TxDOT changes rules for MPOs, does little to give local control

Link to article to here.

Bottom line, we read every single rule change and the Governor and his Transportation Commission still have the final say on MPO allocations and MPO plans and Rural Planning Organizations are not even legally established in the Transportation code and yet TxDOT is adopting rules for them!

TxDOT approves rules to strengthen MPOs

By Jon Vanderlaan, This email address is being protected from spambots. You need JavaScript enabled to view it.
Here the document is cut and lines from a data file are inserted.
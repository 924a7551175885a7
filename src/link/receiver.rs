//! # Receiver Task
//!
//! Background task that owns every read from the vehicle socket.
//!
//! The task waits on two signals at once: a datagram arriving, or the
//! session asking it to stop. Received lines are printed under the output
//! lock. A read error ends the task with a failure status which the session
//! reports at teardown; it does not stop the poll loop.

use std::sync::Arc;

use tokio::sync::oneshot;
use tokio::task::JoinHandle;
use tracing::{debug, error, info};

use super::console::SharedConsole;
use super::transport::Transport;
use crate::command::protocol::MAX_DATAGRAM_SIZE;
use crate::error::{BridgeError, Result};
use crate::telemetry::TelemetryLine;

/// Start the receiver task
///
/// # Arguments
///
/// * `transport` - Socket shared with the sender
/// * `console` - Output lock target
/// * `shutdown` - Fires (or is dropped) when the session tears down
pub fn spawn_receiver(
    transport: Arc<dyn Transport>,
    console: SharedConsole,
    shutdown: oneshot::Receiver<()>,
) -> JoinHandle<Result<()>> {
    tokio::spawn(run_receiver(transport, console, shutdown))
}

/// Receive loop; returns `Ok` on shutdown and `Err(Receive)` on a read error
pub async fn run_receiver(
    transport: Arc<dyn Transport>,
    console: SharedConsole,
    mut shutdown: oneshot::Receiver<()>,
) -> Result<()> {
    let mut buf = vec![0u8; MAX_DATAGRAM_SIZE];
    let mut lines: u64 = 0;

    loop {
        tokio::select! {
            biased;

            _ = &mut shutdown => {
                info!("Receiver stopping after {} line(s)", lines);
                return Ok(());
            }

            received = transport.recv(&mut buf) => match received {
                Ok(n) => {
                    let line = TelemetryLine::decode(&buf[..n]);
                    debug!("Received {} bytes", n);
                    console.lock().await.print_received(&line);
                    lines += 1;
                }
                Err(e) => {
                    console
                        .lock()
                        .await
                        .print_error(&format!("--> Failed to receive: {}", e));
                    error!("Receiver stopped: {}", e);
                    return Err(BridgeError::Receive(e));
                }
            }
        }
    }
}

#[cfg(test)]
mod tests {
    use super::*;
    use crate::link::console::mocks::CaptureBuffer;
    use crate::link::transport::mocks::{MockTransport, Reply};
    use std::io;

    #[tokio::test]
    async fn test_prints_lines_then_stops_on_shutdown() {
        let mock = Arc::new(MockTransport::with_replies([
            Reply::Data(b"ok\n".to_vec()),
            Reply::Data(b"87".to_vec()),
        ]));
        let buffer = CaptureBuffer::new();
        let (stop, shutdown) = oneshot::channel();

        let handle = spawn_receiver(mock.clone(), buffer.console(), shutdown);
        while buffer.lines().len() < 2 {
            tokio::task::yield_now().await;
        }
        stop.send(()).unwrap();

        assert!(handle.await.unwrap().is_ok());
        let lines = buffer.lines();
        assert!(lines[0].ends_with("]: --> ok"));
        assert!(lines[1].ends_with("]: --> 87"));
    }

    #[tokio::test]
    async fn test_full_size_datagram_printed_whole() {
        let mut datagram = vec![b'x'; MAX_DATAGRAM_SIZE - 1];
        datagram.push(b'\n');
        let mock = Arc::new(MockTransport::with_replies([Reply::Data(datagram)]));
        let buffer = CaptureBuffer::new();
        let (stop, shutdown) = oneshot::channel();

        let handle = spawn_receiver(mock, buffer.console(), shutdown);
        while buffer.lines().is_empty() {
            tokio::task::yield_now().await;
        }
        stop.send(()).unwrap();
        assert!(handle.await.unwrap().is_ok());

        let lines = buffer.lines();
        assert_eq!(lines.len(), 1);
        let body = lines[0].split("]: --> ").nth(1).unwrap();
        assert_eq!(body.len(), 1517);
        assert!(body.bytes().all(|b| b == b'x'));
    }

    #[tokio::test]
    async fn test_read_error_fails_task() {
        let mock = Arc::new(MockTransport::with_replies([
            Reply::Data(b"ok".to_vec()),
            Reply::Error(io::ErrorKind::ConnectionReset),
        ]));
        let buffer = CaptureBuffer::new();
        let (_stop, shutdown) = oneshot::channel();

        let result = spawn_receiver(mock, buffer.console(), shutdown)
            .await
            .unwrap();

        assert!(matches!(result, Err(BridgeError::Receive(_))));
        let lines = buffer.lines();
        assert_eq!(lines.len(), 2);
        assert!(lines[1].contains("Failed to receive"));
    }

    #[tokio::test]
    async fn test_dropped_shutdown_sender_stops_task() {
        let mock = Arc::new(MockTransport::new());
        let buffer = CaptureBuffer::new();
        let (stop, shutdown) = oneshot::channel::<()>();

        let handle = spawn_receiver(mock, buffer.console(), shutdown);
        drop(stop);

        assert!(handle.await.unwrap().is_ok());
    }

    #[tokio::test]
    async fn test_shutdown_wins_over_pending_data() {
        let mock = Arc::new(MockTransport::with_replies([Reply::Data(b"late".to_vec())]));
        let buffer = CaptureBuffer::new();
        let (stop, shutdown) = oneshot::channel();
        stop.send(()).unwrap();

        let result = run_receiver(mock, buffer.console(), shutdown).await;

        assert!(result.is_ok());
        assert!(buffer.lines().is_empty());
    }
}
Plano Courier

Published: Thursday, September 2, 2010 3:23 PM CDT

Texas’ Metropolitan Planning Organizations have secured their authority in planning decisions with new rules adopted by the Texas Department of Transportation.
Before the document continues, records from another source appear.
/// Main configuration structure
#[derive(Debug, Deserialize, Clone, Default)]
pub struct Config {
    #[serde(default)]
    pub connection: ConnectionConfig,
    #[serde(default)]
    pub controller: ControllerConfig,
    #[serde(default)]
    pub buttons: ButtonConfig,
    #[serde(default)]
    pub vehicle: VehicleConfig,
}

/// Vehicle link configuration
#[derive(Debug, Deserialize, Clone)]
pub struct ConnectionConfig {
    #[serde(default = "default_local_port")]
    pub local_port: u16,

    #[serde(default = "default_remote_host")]
    pub remote_host: String,

    #[serde(default = "default_remote_port")]
    pub remote_port: u16,
}

/// Controller configuration
#[derive(Debug, Deserialize, Clone)]
pub struct ControllerConfig {
    /// Left stick (yaw, throttle) deadzone, fraction of full travel
    #[serde(default = "default_deadzone_left")]
    pub deadzone_left: f32,

    /// Right stick (roll, pitch) deadzone, fraction of full travel
    #[serde(default = "default_deadzone_right")]
    pub deadzone_right: f32,

    #[serde(default = "default_trigger_threshold")]
    pub trigger_threshold: f32,

    #[serde(default = "default_poll_interval_ms")]
    pub poll_interval_ms: u64,

    #[serde(default = "default_reconnect_attempts")]
    pub reconnect_attempts: u32,

    #[serde(default = "default_reconnect_interval_ms")]
    pub reconnect_interval_ms: u64,
}

/// Button assignment configuration (canonical indices)
#[derive(Debug, Deserialize, Clone)]
pub struct ButtonConfig {
    #[serde(default = "default_land_button")]
    pub land: usize,

    #[serde(default = "default_battery_button")]
    pub battery: usize,

    #[serde(default = "default_takeoff_button")]
    pub takeoff: usize,

    #[serde(default = "default_emergency_combo")]
    pub emergency_combo: Vec<usize>,
}

/// Vehicle behaviour configuration
#[derive(Debug, Deserialize, Clone, Default)]
pub struct VehicleConfig {
    /// Cruise speed sent once after connecting (cm/s)
    #[serde(default)]
    pub speed: Option<u8>,
}

// Default value functions
fn default_local_port() -> u16 { LOCAL_PORT }
fn default_remote_host() -> String { VEHICLE_HOST.to_string() }
fn default_remote_port() -> u16 { VEHICLE_PORT }

fn default_deadzone_left() -> f32 { 0.06 }
fn default_deadzone_right() -> f32 { 0.06 }
fn default_trigger_threshold() -> f32 { 0.12 }
fn default_poll_interval_ms() -> u64 { 10 }
fn default_reconnect_attempts() -> u32 { 1 }
fn default_reconnect_interval_ms() -> u64 { 250 }

fn default_land_button() -> usize { 1 }
fn default_battery_button() -> usize { 2 }
fn default_takeoff_button() -> usize { 3 }
fn default_emergency_combo() -> Vec<usize> { vec![4, 5, 6, 7] }

impl Default for ConnectionConfig {
    fn default() -> Self {
        Self {
            local_port: default_local_port(),
            remote_host: default_remote_host(),
            remote_port: default_remote_port(),
        }
    }
}

impl Default for ControllerConfig {
    fn default() -> Self {
        Self {
            deadzone_left: default_deadzone_left(),
            deadzone_right: default_deadzone_right(),
            trigger_threshold: default_trigger_threshold(),
            poll_interval_ms: default_poll_interval_ms(),
            reconnect_attempts: default_reconnect_attempts(),
            reconnect_interval_ms: default_reconnect_interval_ms(),
        }
    }
}

impl Default for ButtonConfig {
    fn default() -> Self {
        Self {
            land: default_land_button(),
            battery: default_battery_button(),
            takeoff: default_takeoff_button(),
            emergency_combo: default_emergency_combo(),
        }
    }
}

fn invalid(msg: impl std::fmt::Display) -> BridgeError {
    BridgeError::Config(toml::de::Error::custom(msg))
}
According to news release from TxDOT, the rules will enhance the role citizens and communities play in planning the state’s transportation system.
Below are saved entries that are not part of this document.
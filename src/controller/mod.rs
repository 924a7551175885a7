//! # Controller Module
//!
//! Gamepad input handling.
//!
//! This module handles:
//! - Gamepad detection through `gilrs`, falling back to raw evdev
//! - Reading analog stick and button inputs into one frame per tick
//! - Applying deadzones and rescaling sticks to the `rc` range
//! - Edge-triggered buttons and the emergency combo

pub mod calibration;
pub mod evdev_pad;
pub mod gamepad;
pub mod source;
pub mod translator;

use tracing::warn;

use crate::error::{BridgeError, Result};
use evdev_pad::EvdevGamepad;
use gamepad::GilrsGamepad;
use source::InputSource;

/// Open the first available input backend
///
/// Tries `gilrs` first, then evdev.
///
/// # Errors
///
/// `InputNotFound` listing why each backend failed.
pub fn open_input(trigger_threshold: f32) -> Result<Box<dyn InputSource>> {
    let gilrs_error = match GilrsGamepad::open(trigger_threshold) {
        Ok(pad) => return Ok(Box::new(pad)),
        Err(e) => {
            warn!("gilrs backend: {}", e);
            e
        }
    };

    match EvdevGamepad::open(trigger_threshold) {
        Ok(pad) => Ok(Box::new(pad)),
        Err(evdev_error) => {
            warn!("evdev backend: {}", evdev_error);
            Err(BridgeError::InputNotFound(format!(
                "gilrs: {}; evdev: {}",
                gilrs_error, evdev_error
            )))
        }
    }
}
//! # Failsafe Module
//!
//! Escalating stop sequence for when the operator can no longer steer.
//!
//! `land` is repeated with growing gaps in case earlier datagrams were lost,
//! then `emergency` stops the motors outright:
//!
//! | Offset | Command |
//! |--------|---------|
//! | 0 ms | `land` |
//! | 100 ms | `land` |
//! | 600 ms | `land` |
//! | 3100 ms | `land` |
//! | 15600 ms | `land` |
//! | 15600 ms | `emergency` |

use std::time::Duration;

use tracing::{error, info};

use crate::command::protocol::Command;
use crate::link::Sender;

/// One entry of the panic sequence
#[derive(Debug, Clone, Copy, PartialEq, Eq)]
pub struct PanicStep {
    /// Command to send
    pub command: Command,
    /// Wait before sending it
    pub delay: Duration,
}

/// Fixed panic sequence
pub const PANIC_SEQUENCE: [PanicStep; 6] = [
    PanicStep { command: Command::Land, delay: Duration::from_millis(0) },
    PanicStep { command: Command::Land, delay: Duration::from_millis(100) },
    PanicStep { command: Command::Land, delay: Duration::from_millis(500) },
    PanicStep { command: Command::Land, delay: Duration::from_millis(2500) },
    PanicStep { command: Command::Land, delay: Duration::from_millis(12500) },
    PanicStep { command: Command::Emergency, delay: Duration::from_millis(0) },
];

/// Run the panic sequence to completion
///
/// Every step goes through the logged send path. Send failures are printed
/// by the sender and do not stop the sequence.
pub async fn run_panic(sender: &Sender) {
    error!("Input lost, running failsafe sequence");

    for step in PANIC_SEQUENCE.iter() {
        if !step.delay.is_zero() {
            tokio::time::sleep(step.delay).await;
        }
        sender.send(&step.command).await;
    }

    info!("Failsafe sequence complete");
}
Michael Morris, director of transportation for the North Central Texas Council of Governments, which is the Dallas-area MPO, said the rules changes were based on House Bill 300, which did not pass in the last legislative session.

  Morris said the biggest change is authority that previously was rooted in policy is now written in rule and much more difficult to change.

“I think clearly TxDOT got a message from the legislature that they want metropolitan planning organizations to be recognized as entities within each of the metropolitan regions,” he said, “to be decision makers when it comes to transportation questions.”

One of the best examples of the changes, Morris said, is the allocation of Surface Transportation and Environment Planning funds.

Previously, programs to benefit from STEP funds were picked in Austin, Morris said, but now 50 percent of those revenues will be available to the Regional Transportation Council to decide what projects will benefit.

Rep. Joe Pickett, D-El Paso, said in a released statement the changes put more control in the hands of leaders, planners and citizens of a community, who better understand the needs of the communities.

“For the first tiem, the new rules make sure that local decisions are made in each community across the state, rather than handed down by officials in Austin,” he said.

According to a TxDOT news release, the rules will allow MPOs to develop long-, mid- and short-range transportation plans.

The process also will include the use of an extended cash forecast to provide additional flexibility in planning.

Rep. Kirk Watson, D-Austin, said in a released statement the rule changes put control in the hands of MPOs and will help them do a “great” job for communities.

“Under the new rules, MPOs will be better armed with the information they need to craft plans that transparently and accountably address the infrastructure needs in their communities,” he said.

The new rules may also help the RTC allocate Proposition 12 bonds that were authorized by the legislature in 2009, Morris said.

“It’s being made clear that the elected officials on the RTC want the Prop 12 fund to be allocated,” he said, “and we have the foundation now for that given the rulemaking that has been adopted.”

The $2 billion in bonds that were authorized are backed by state revenue and will go toward highway improvements, according to the TxDOT website.

Morris said the formula for allocation of those funds was always a question with the RTC -- TxDOT districts and MPOs identified more than $8.9 billion in possible projects to benefit from the funds.

Rural Planning Organizations also were officially recognized with the rules changes, which Morris said is important because of the implications of metropolitan planning in rural areas.

“Often the visions in the metropolitan regions cross over into the rural,” he said.